- _EXERCISE INPUT_:
* * *
//! Small text helpers shared by the generator and the CLI.

/// Banner written at the top of every generated file.
pub fn generated_banner(comment_prefix: &str, artifact: &str) -> String {
    format!(
        "{p} Autogenerated module {artifact}\n\
         {p} (impl) generated by vkmarshal from the Vulkan registry.\n\
         {p} Please do not modify directly; re-run the generator instead.\n",
        p = comment_prefix,
        artifact = artifact,
    )
}

/// Render `bytes` as rows of 16 space-separated hex pairs.
pub fn hex_rows(bytes: &[u8]) -> Vec<String> {
    bytes
        .chunks(16)
        .enumerate()
        .map(|(row, chunk)| {
            let hex: Vec<String> = chunk.iter().map(|b| format!("{:02x}", b)).collect();
            format!("{:08x}  {}", row * 16, hex.join(" "))
        })
        .collect()
}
* * *
Report only a number, the count of lines in the listing that contain the word "format".

3